Private Equity: 10 Steps for Reducing Sponsors’ Liability Risks at Portfolio Companies
Even before the disruptions caused by the COVID-19 pandemic, private equity sponsors were increasingly on the receiving end of claims seeking to hold them responsible for liabilities of their portfolio companies. A Proskauer blog identifies the following 10 steps that sponsors can take to help mitigate their liability risk:
– Create a list of companies with sponsor board members.
– Sensitize directors to fiduciary duties to company and shareholders as a whole and fund, and potential conflicts between them.
– Scrutinize corporate transactions, particularly in distressed situations, and document decision making.
– Consider use of special committees to resolve conflicts; retain fund counsel where fund receives a benefit that not all shareholders receive.
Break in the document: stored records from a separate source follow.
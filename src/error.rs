use thiserror::Error;

/// Crate-wide result type alias.
pub type Result<T> = std::result::Result<T, Error>;

/// Comprehensive error type for the mechanical core and its collaborators.
///
/// Every variant carries enough context to name the agent, obstacle or
/// parameter at fault. None of them is retried internally: the engine is
/// deterministic, so a failure can only be fixed by changing the input.
#[derive(Debug, Error)]
pub enum Error {
    /// Malformed or physically inconsistent agent, obstacle or material data.
    #[error("invalid configuration: {0}")]
    InvalidConfiguration(String),

    /// Non-finite or out-of-range force, velocity or penetration detected mid-run.
    ///
    /// The simulation keeps the last valid state and refuses further steps.
    #[error("numerical instability at step {step} (t = {time}): agent {agent}: {detail}")]
    NumericalInstability {
        /// Index of the step that failed (1-based, the step being computed).
        step: u64,
        /// Simulation time at the start of the failed step.
        time: f64,
        /// Id of the first offending agent.
        agent: u32,
        /// Which quantity went out of range.
        detail: String,
    },

    /// Operation not permitted in the current lifecycle phase.
    #[error("invalid state: {0}")]
    InvalidState(String),

    /// Propagated I/O errors (scenario loading, trajectory output).
    #[error(transparent)]
    Io(#[from] std::io::Error),

    /// Malformed scenario or frame JSON.
    #[error(transparent)]
    Json(#[from] serde_json::Error),
}

impl Error {
    /// Shorthand used by validation code throughout the crate.
    pub(crate) fn config(msg: impl Into<String>) -> Self {
        Error::InvalidConfiguration(msg.into())
    }

    /// Prefix a configuration error with the entity it concerns (e.g. `agent 3`).
    pub(crate) fn within(self, subject: impl std::fmt::Display) -> Self {
        match self {
            Error::InvalidConfiguration(msg) => {
                Error::InvalidConfiguration(format!("{subject}: {msg}"))
            }
            other => other,
        }
    }

    /// Process-style status code for host callers: `1` configuration, `2`
    /// instability, `3` lifecycle, `4` I/O, `5` JSON. Success is `0`.
    pub fn status_code(&self) -> i32 {
        match self {
            Error::InvalidConfiguration(_) => 1,
            Error::NumericalInstability { .. } => 2,
            Error::InvalidState(_) => 3,
            Error::Io(_) => 4,
            Error::Json(_) => 5,
        }
    }
}
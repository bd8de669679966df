//! Mechanical core of the crowd engine.
//!
//! Geometry and materials at the bottom; contact resolution, locomotion and
//! integration as pure per-step stages; [`Simulation`] on top, owning the
//! agent and obstacle arenas and committing each step atomically.

pub mod agent;
pub mod broadphase;
pub mod contact;
pub mod event;
pub mod frame;
pub mod geometry;
pub mod integrator;
pub mod locomotion;
pub mod material;
pub mod obstacle;
pub mod sim;

pub use agent::{Agent, Body, Drive, Goal, Kinematics, Wrench};
pub use broadphase::BroadPhase;
pub use contact::{Contact, ContactForce, ContactPair, ContactResolver, FrictionModel};
pub use event::{Action, ScheduledAction};
pub use frame::{AgentState, Counterpart, Frame, Interaction};
pub use geometry::{Disk, Segment};
pub use integrator::IntegrationScheme;
pub use material::{ContactLaw, Material};
pub use obstacle::Obstacle;
pub use sim::{Phase, Simulation};
use numpy::ndarray::{Array1, Array2};
use numpy::{IntoPyArray, PyArray1, PyArray2};
use pyo3::exceptions::{PyRuntimeError, PyValueError};
use pyo3::prelude::*;
use pyo3::types::PyDict;

use crate::config::Scenario;
use crate::core::agent::{Goal, Wrench};
use crate::core::event::{Action, ScheduledAction};
use crate::core::frame::Counterpart;
use crate::core::{Phase, Simulation};
use crate::error::Error;
use nalgebra::{Point2, Vector2};

fn py_err(e: Error) -> PyErr {
    match e {
        Error::InvalidConfiguration(_) => PyValueError::new_err(e.to_string()),
        _ => PyRuntimeError::new_err(e.to_string()),
    }
}

/// Python-facing wrapper around the Rust crowd simulation.
///
/// API:
/// - __new__(scenario_json) / from_file(path)
/// - step(), advance(steps), run()
/// - get_positions() -> np.ndarray, shape (N, 2); likewise velocities and contact forces
/// - get_orientations() / get_angular_velocities() -> shape (N,)
/// - set_goal / set_direction / set_desired_speed / set_prescribed_force, applied before the next step
#[pyclass]
pub struct CrowdSim {
    sim: Simulation,
}

impl CrowdSim {
    fn schedule_now(&mut self, agent: u32, action: Action) -> PyResult<()> {
        let due = ScheduledAction::new(self.sim.time(), agent, action).map_err(py_err)?;
        self.sim.schedule(due).map_err(py_err)
    }

    fn column_pairs<F>(&self, f: F) -> Array2<f64>
    where
        F: Fn(&crate::core::frame::AgentState) -> Vector2<f64>,
    {
        let frame = self.sim.snapshot();
        let mut arr = Array2::<f64>::zeros((frame.agents.len(), 2));
        for (i, a) in frame.agents.iter().enumerate() {
            let v = f(a);
            arr[[i, 0]] = v.x;
            arr[[i, 1]] = v.y;
        }
        arr
    }
}

#[pymethods]
impl CrowdSim {
    /// Build a simulation from scenario JSON text.
    ///
    /// Errors: raises ValueError on malformed or invalid scenarios.
    #[new]
    fn new(scenario_json: &str) -> PyResult<Self> {
        let scenario = Scenario::from_json_str(scenario_json).map_err(py_err)?;
        let sim = Simulation::from_scenario(&scenario).map_err(py_err)?;
        Ok(Self { sim })
    }

    /// Build a simulation from a scenario file.
    #[staticmethod]
    fn from_file(path: &str) -> PyResult<Self> {
        let scenario = Scenario::from_path(path).map_err(py_err)?;
        let sim = Simulation::from_scenario(&scenario).map_err(py_err)?;
        Ok(Self { sim })
    }

    /// Advance one step (releases the GIL). Returns the new simulation time.
    fn step(&mut self, py: Python<'_>) -> PyResult<f64> {
        let frame = py.detach(|| self.sim.step()).map_err(py_err)?;
        Ok(frame.time)
    }

    /// Advance up to `steps` steps, stopping early on completion. Returns steps taken.
    fn advance(&mut self, py: Python<'_>, steps: u64) -> PyResult<u64> {
        py.detach(|| -> crate::error::Result<u64> {
            let mut taken = 0;
            while taken < steps && !self.sim.phase().is_terminal() {
                self.sim.step()?;
                taken += 1;
            }
            Ok(taken)
        })
        .map_err(py_err)
    }

    /// Run until the stop condition is met (releases the GIL). Returns the final time.
    fn run(&mut self, py: Python<'_>) -> PyResult<f64> {
        let frame = py.detach(|| self.sim.run()).map_err(py_err)?;
        Ok(frame.time)
    }

    /// Current simulation time.
    #[getter]
    fn time(&self) -> f64 {
        self.sim.time()
    }

    /// Number of committed steps.
    #[getter]
    fn step_count(&self) -> u64 {
        self.sim.step_count()
    }

    /// One of "initialized", "running", "completed", "failed".
    #[getter]
    fn phase(&self) -> &'static str {
        match self.sim.phase() {
            Phase::Initialized => "initialized",
            Phase::Running => "running",
            Phase::Completed => "completed",
            Phase::Failed => "failed",
        }
    }

    /// Total kinetic energy.
    fn kinetic_energy(&self) -> f64 {
        self.sim.kinetic_energy()
    }

    /// Agent ids in row order of every array getter.
    fn get_ids<'py>(&self, py: Python<'py>) -> Py<PyArray1<u32>> {
        let ids: Array1<u32> = self.sim.agents().iter().map(|a| a.id()).collect();
        ids.into_pyarray(py).to_owned().into()
    }

    /// Positions as a NumPy array of shape (N, 2), dtype=float64.
    fn get_positions<'py>(&self, py: Python<'py>) -> Py<PyArray2<f64>> {
        self.column_pairs(|a| a.position.coords)
            .into_pyarray(py)
            .to_owned()
            .into()
    }

    /// Velocities as a NumPy array of shape (N, 2), dtype=float64.
    fn get_velocities<'py>(&self, py: Python<'py>) -> Py<PyArray2<f64>> {
        self.column_pairs(|a| a.velocity)
            .into_pyarray(py)
            .to_owned()
            .into()
    }

    /// Net contact forces of the last step, shape (N, 2).
    fn get_contact_forces<'py>(&self, py: Python<'py>) -> Py<PyArray2<f64>> {
        self.column_pairs(|a| a.contact_force)
            .into_pyarray(py)
            .to_owned()
            .into()
    }

    /// Headings (rad), shape (N,).
    fn get_orientations<'py>(&self, py: Python<'py>) -> Py<PyArray1<f64>> {
        let out: Array1<f64> = self
            .sim
            .agents()
            .iter()
            .map(|a| a.kinematics().orientation)
            .collect();
        out.into_pyarray(py).to_owned().into()
    }

    /// Angular velocities (rad/s), shape (N,).
    fn get_angular_velocities<'py>(&self, py: Python<'py>) -> Py<PyArray1<f64>> {
        let out: Array1<f64> = self
            .sim
            .agents()
            .iter()
            .map(|a| a.kinematics().angular_velocity)
            .collect();
        out.into_pyarray(py).to_owned().into()
    }

    /// Contacts of the last step (requires `record_interactions`).
    ///
    /// Returns: list of dicts with keys agent, disk, other_agent | obstacle,
    /// point, depth, normal_force, tangential_force.
    fn get_interactions<'py>(&self, py: Python<'py>) -> PyResult<Vec<Py<PyDict>>> {
        let frame = self.sim.snapshot();
        let mut out = Vec::with_capacity(frame.interactions.len());
        for it in &frame.interactions {
            let d = PyDict::new(py);
            d.set_item("agent", it.agent)?;
            d.set_item("disk", it.disk)?;
            match it.counterpart {
                Counterpart::Agent(id) => d.set_item("other_agent", id)?,
                Counterpart::Obstacle(id) => d.set_item("obstacle", id)?,
            }
            d.set_item("point", (it.point.x, it.point.y))?;
            d.set_item("depth", it.depth)?;
            d.set_item("normal_force", (it.normal_force.x, it.normal_force.y))?;
            d.set_item(
                "tangential_force",
                (it.tangential_force.x, it.tangential_force.y),
            )?;
            out.push(d.into());
        }
        Ok(out)
    }

    /// Send agent `agent` toward point (x, y) from the next step on.
    fn set_goal(&mut self, agent: u32, x: f64, y: f64) -> PyResult<()> {
        self.schedule_now(
            agent,
            Action::SetGoal {
                goal: Goal::Point(Point2::new(x, y)),
            },
        )
    }

    /// Make agent `agent` walk along (dx, dy) from the next step on.
    fn set_direction(&mut self, agent: u32, dx: f64, dy: f64) -> PyResult<()> {
        self.schedule_now(
            agent,
            Action::SetGoal {
                goal: Goal::Direction(Vector2::new(dx, dy)),
            },
        )
    }

    /// Change the desired speed of `agent`.
    fn set_desired_speed(&mut self, agent: u32, speed: f64) -> PyResult<()> {
        self.schedule_now(agent, Action::SetDesiredSpeed { speed })
    }

    /// Apply a constant external force and torque to `agent` until changed.
    #[pyo3(signature = (agent, fx, fy, torque=0.0))]
    fn set_prescribed_force(&mut self, agent: u32, fx: f64, fy: f64, torque: f64) -> PyResult<()> {
        self.schedule_now(
            agent,
            Action::SetPrescribedWrench {
                wrench: Wrench {
                    force: Vector2::new(fx, fy),
                    torque,
                },
            },
        )
    }
}

/// Run a scenario file to completion, writing JSON-lines frames to
/// `output_path`. Returns 0 on success, otherwise the error's status code.
#[pyfunction]
fn run_scenario(py: Python<'_>, scenario_path: &str, output_path: &str) -> i32 {
    match py.detach(|| crate::run_scenario(scenario_path, output_path)) {
        Ok(_) => 0,
        Err(e) => {
            tracing::error!(error = %e, scenario = scenario_path, "scenario run failed");
            e.status_code()
        }
    }
}

/// The crowdmech Python module entry point.
#[pymodule]
fn crowdmech(_py: Python<'_>, m: &Bound<'_, PyModule>) -> PyResult<()> {
    m.add_class::<CrowdSim>()?;
    m.add_function(wrap_pyfunction!(run_scenario, m)?)?;
    Ok(())
}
– Consider the risk of portfolio company employee claims, including claims arising out of COVID-19.
– Sensitize directors to insolvency issues and be mindful of duties to creditors of an insolvent corporation.
– Observe best practices: participate in deliberations, adhere to formalities, retain good minutes, exercise care in communications.
– Train directors on attorney-client privilege, including distinction between fund counsel and company counsel.
– Expect scrutiny of valuation practices and financial records.
– Assess relevant contracts and rights (investment agreement, shareholder agreement, insurance contracts, and indemnification rights and obligations).